YOUR OBJECTIVE
All lines up to and including the one that contains "panic or abort." are to be transcribed exactly, starting from the first line of the records.

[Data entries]

== Segment start ==

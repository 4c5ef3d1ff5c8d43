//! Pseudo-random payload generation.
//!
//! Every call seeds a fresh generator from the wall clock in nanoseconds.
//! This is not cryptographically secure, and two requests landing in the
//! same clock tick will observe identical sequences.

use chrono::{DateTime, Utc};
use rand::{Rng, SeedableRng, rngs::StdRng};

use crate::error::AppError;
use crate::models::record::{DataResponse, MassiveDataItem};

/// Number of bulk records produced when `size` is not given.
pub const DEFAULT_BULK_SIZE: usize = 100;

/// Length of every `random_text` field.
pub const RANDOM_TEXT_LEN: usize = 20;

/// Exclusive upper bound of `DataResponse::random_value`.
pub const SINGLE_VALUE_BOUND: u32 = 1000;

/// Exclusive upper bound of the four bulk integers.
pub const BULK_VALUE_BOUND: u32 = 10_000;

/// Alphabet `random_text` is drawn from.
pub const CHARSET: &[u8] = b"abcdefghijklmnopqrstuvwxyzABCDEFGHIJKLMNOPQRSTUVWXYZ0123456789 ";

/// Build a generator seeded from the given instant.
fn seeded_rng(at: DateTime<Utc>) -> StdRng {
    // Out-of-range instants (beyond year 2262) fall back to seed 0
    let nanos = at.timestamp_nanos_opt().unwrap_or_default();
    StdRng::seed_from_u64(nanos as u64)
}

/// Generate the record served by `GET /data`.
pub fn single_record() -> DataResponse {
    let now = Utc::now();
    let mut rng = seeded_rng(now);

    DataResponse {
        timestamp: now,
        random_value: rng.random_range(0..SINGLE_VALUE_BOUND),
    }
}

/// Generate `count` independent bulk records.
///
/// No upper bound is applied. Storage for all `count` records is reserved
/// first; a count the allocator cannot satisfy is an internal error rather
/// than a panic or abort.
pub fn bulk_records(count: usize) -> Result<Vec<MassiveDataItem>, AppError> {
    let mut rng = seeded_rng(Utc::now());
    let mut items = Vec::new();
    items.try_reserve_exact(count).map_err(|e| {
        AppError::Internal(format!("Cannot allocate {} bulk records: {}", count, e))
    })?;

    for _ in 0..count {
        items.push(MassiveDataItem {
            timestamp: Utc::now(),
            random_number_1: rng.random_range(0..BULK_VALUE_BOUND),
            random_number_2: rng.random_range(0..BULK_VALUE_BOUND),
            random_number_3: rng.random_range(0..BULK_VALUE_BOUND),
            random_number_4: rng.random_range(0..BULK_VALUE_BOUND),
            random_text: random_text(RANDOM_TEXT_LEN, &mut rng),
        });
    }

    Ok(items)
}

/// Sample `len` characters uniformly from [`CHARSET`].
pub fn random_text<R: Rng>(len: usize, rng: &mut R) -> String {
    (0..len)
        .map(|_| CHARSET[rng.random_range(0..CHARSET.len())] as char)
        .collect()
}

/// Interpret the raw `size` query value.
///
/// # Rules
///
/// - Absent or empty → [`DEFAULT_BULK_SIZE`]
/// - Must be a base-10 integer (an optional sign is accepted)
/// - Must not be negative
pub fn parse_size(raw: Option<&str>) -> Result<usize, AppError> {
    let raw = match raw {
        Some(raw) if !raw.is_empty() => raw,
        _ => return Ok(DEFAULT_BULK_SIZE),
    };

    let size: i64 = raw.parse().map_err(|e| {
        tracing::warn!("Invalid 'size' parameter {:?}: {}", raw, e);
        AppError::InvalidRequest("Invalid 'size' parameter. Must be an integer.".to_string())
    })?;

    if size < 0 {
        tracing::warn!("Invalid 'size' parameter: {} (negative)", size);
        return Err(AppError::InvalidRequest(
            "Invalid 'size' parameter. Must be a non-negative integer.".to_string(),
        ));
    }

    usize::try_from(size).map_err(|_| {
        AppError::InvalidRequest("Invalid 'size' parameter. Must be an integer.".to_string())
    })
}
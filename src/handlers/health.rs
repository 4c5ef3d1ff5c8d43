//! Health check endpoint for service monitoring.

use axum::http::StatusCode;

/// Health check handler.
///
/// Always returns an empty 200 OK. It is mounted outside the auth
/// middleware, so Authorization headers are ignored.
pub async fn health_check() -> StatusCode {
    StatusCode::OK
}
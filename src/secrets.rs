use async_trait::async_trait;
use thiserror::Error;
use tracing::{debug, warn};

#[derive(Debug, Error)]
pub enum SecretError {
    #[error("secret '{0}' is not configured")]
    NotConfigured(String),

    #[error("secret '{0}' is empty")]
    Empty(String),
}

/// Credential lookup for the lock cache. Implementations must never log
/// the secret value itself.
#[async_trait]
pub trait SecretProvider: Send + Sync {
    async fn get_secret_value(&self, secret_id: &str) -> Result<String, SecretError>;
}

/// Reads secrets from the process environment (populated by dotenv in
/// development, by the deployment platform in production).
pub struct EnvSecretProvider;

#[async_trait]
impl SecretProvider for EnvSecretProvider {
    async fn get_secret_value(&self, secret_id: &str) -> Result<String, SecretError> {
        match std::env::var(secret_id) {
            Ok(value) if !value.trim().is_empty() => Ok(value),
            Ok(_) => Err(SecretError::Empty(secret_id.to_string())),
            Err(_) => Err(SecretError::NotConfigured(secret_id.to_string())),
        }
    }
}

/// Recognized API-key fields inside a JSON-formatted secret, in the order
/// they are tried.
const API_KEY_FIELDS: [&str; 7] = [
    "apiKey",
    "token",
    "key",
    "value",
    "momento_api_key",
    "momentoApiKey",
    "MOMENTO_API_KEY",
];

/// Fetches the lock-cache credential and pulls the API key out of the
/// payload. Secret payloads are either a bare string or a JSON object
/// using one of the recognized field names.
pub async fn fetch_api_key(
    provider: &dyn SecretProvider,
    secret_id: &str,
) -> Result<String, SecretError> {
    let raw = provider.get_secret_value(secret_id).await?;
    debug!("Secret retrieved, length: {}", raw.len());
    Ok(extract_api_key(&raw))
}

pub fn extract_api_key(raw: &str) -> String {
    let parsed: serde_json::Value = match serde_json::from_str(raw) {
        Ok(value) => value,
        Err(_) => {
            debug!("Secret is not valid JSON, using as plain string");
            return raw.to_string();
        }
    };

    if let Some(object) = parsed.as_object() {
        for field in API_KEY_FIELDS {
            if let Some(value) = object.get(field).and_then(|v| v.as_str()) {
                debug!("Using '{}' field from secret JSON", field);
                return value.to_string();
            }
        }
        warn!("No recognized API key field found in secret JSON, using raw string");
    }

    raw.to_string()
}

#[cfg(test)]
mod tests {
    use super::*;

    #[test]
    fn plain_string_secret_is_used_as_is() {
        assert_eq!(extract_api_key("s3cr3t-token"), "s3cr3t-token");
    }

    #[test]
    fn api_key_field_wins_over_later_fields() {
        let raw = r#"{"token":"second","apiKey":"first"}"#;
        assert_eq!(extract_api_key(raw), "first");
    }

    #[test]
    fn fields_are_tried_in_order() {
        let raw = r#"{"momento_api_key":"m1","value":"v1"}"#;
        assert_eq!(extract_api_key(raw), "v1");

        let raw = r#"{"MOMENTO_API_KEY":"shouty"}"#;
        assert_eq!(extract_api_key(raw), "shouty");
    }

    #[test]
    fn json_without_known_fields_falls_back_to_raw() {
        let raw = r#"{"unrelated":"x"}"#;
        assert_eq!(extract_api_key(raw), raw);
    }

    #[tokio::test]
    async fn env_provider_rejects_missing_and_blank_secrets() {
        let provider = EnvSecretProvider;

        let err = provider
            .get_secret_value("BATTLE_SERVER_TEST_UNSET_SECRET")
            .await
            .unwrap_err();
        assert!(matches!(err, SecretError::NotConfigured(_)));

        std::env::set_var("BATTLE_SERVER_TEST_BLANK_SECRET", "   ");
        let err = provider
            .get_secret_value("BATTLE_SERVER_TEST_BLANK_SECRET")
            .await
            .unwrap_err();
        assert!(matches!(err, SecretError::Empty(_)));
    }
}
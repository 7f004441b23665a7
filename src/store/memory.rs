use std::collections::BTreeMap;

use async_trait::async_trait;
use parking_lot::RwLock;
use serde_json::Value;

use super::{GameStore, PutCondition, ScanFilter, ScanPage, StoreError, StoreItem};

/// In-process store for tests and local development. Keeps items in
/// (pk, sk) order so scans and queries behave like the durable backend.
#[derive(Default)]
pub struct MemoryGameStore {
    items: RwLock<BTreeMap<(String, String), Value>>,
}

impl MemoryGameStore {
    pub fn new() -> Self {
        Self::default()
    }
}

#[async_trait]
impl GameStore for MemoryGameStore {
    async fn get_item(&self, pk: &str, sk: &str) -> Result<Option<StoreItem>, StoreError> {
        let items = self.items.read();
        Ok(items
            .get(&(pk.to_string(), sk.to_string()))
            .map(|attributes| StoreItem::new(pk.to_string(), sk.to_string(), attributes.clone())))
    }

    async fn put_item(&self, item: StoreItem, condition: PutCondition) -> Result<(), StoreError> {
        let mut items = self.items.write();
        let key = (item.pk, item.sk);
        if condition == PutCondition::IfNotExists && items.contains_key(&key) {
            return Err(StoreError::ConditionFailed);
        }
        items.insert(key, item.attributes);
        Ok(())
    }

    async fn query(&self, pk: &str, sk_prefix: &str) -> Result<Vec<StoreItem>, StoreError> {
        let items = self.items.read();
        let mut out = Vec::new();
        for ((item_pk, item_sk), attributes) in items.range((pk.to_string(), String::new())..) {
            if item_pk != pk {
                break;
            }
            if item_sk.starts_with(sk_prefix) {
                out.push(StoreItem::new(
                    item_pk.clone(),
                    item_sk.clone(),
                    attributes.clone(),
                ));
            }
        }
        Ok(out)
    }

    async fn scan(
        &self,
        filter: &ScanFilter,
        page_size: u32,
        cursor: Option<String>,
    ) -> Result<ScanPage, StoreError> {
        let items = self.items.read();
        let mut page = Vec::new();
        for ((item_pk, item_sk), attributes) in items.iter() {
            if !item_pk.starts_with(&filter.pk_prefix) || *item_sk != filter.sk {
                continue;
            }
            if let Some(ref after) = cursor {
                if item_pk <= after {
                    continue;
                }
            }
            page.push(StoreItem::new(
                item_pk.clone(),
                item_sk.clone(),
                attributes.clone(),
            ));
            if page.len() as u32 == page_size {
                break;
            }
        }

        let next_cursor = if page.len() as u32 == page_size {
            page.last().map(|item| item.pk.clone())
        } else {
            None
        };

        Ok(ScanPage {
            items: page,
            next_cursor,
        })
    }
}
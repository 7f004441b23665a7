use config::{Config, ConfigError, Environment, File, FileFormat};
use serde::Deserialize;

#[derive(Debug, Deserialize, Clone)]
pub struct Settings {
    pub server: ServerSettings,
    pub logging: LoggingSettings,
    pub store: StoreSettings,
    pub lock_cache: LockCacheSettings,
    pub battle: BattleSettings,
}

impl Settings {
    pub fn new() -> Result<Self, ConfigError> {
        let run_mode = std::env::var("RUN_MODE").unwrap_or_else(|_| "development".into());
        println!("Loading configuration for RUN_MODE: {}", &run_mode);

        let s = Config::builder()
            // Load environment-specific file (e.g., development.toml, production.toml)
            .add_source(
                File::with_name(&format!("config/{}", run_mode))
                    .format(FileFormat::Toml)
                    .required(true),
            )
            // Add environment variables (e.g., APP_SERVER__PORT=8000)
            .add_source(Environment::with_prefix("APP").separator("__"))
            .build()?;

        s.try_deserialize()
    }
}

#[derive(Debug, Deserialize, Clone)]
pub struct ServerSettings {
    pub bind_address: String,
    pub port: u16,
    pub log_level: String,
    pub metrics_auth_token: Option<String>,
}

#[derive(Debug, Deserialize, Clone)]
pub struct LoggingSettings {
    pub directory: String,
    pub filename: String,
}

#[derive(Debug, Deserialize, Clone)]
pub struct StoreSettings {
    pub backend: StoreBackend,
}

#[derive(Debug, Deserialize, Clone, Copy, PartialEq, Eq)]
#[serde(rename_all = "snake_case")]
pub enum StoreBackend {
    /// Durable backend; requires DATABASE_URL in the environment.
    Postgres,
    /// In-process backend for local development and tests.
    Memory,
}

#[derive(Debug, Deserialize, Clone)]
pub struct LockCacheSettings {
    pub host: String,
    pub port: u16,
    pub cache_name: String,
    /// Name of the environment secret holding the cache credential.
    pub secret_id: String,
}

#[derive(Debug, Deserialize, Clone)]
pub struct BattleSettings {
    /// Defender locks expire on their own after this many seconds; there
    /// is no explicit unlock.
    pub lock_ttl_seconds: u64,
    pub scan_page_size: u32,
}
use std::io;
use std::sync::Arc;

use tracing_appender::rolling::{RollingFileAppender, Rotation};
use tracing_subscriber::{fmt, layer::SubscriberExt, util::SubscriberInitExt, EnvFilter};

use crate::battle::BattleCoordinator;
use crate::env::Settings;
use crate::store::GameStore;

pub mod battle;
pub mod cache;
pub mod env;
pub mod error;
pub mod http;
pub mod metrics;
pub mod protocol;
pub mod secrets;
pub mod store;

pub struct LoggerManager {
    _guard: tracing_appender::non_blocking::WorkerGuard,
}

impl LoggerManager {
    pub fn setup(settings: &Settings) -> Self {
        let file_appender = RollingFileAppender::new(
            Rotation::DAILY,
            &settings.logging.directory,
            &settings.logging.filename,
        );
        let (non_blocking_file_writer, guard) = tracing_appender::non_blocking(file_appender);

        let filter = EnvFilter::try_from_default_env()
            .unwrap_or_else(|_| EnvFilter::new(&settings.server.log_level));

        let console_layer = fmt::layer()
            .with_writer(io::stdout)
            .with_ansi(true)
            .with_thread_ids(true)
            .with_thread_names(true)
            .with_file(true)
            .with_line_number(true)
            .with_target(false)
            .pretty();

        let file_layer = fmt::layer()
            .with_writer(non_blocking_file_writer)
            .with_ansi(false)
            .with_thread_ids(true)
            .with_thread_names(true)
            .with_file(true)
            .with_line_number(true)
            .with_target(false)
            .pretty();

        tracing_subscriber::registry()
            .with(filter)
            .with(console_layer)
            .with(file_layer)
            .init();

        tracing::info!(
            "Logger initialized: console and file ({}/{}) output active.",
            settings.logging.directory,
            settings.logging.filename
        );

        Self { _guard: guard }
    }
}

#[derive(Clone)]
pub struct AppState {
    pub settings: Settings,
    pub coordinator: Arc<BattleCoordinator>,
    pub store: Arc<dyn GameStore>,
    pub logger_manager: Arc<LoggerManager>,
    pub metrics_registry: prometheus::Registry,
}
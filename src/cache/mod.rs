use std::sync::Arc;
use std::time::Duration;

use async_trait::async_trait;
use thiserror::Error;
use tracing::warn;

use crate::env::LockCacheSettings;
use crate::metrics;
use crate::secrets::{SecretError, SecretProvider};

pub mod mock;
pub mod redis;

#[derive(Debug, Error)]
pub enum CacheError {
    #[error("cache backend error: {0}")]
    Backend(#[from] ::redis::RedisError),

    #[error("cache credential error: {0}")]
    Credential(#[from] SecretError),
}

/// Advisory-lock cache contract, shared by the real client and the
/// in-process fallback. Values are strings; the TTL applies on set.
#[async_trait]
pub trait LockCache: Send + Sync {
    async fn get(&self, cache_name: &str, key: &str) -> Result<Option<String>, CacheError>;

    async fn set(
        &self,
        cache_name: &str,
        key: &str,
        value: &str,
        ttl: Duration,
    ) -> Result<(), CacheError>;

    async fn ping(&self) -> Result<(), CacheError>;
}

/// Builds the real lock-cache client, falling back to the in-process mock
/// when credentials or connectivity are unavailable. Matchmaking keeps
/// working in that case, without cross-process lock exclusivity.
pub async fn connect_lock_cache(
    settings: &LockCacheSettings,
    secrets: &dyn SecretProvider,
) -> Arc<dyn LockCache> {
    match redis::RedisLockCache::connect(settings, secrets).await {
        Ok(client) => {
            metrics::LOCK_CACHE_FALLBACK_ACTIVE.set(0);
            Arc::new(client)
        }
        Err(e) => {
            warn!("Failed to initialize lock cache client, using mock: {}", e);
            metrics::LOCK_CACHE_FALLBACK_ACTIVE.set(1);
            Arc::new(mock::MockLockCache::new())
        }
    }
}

== Segment end ==

TASK ANSWER
repository 4c5ef3d1ff5c8d43
//! Pseudo-random payload generation.
//!
//! Every call seeds a fresh generator from the wall clock in nanoseconds.
//! This is not cryptographically secure, and two requests landing in the
//! same clock tick will observe identical sequences.

use chrono::{DateTime, Utc};
use rand::{Rng, SeedableRng, rngs::StdRng};

use crate::error::AppError;
use crate::models::record::{DataResponse, MassiveDataItem};

/// Number of bulk records produced when `size` is not given.
pub const DEFAULT_BULK_SIZE: usize = 100;

/// Length of every `random_text` field.
pub const RANDOM_TEXT_LEN: usize = 20;

/// Exclusive upper bound of `DataResponse::random_value`.
pub const SINGLE_VALUE_BOUND: u32 = 1000;

/// Exclusive upper bound of the four bulk integers.
pub const BULK_VALUE_BOUND: u32 = 10_000;

/// Alphabet `random_text` is drawn from.
pub const CHARSET: &[u8] = b"abcdefghijklmnopqrstuvwxyzABCDEFGHIJKLMNOPQRSTUVWXYZ0123456789 ";

/// Build a generator seeded from the given instant.
fn seeded_rng(at: DateTime<Utc>) -> StdRng {
    // Out-of-range instants (beyond year 2262) fall back to seed 0
    let nanos = at.timestamp_nanos_opt().unwrap_or_default();
    StdRng::seed_from_u64(nanos as u64)
}

/// Generate the record served by `GET /data`.
pub fn single_record() -> DataResponse {
    let now = Utc::now();
    let mut rng = seeded_rng(now);

    DataResponse {
        timestamp: now,
        random_value: rng.random_range(0..SINGLE_VALUE_BOUND),
    }
}

/// Generate `count` independent bulk records.
///
/// No upper bound is applied. Storage for all `count` records is reserved
/// first; a count the allocator cannot satisfy is an internal error rather
/// than a panic or abort.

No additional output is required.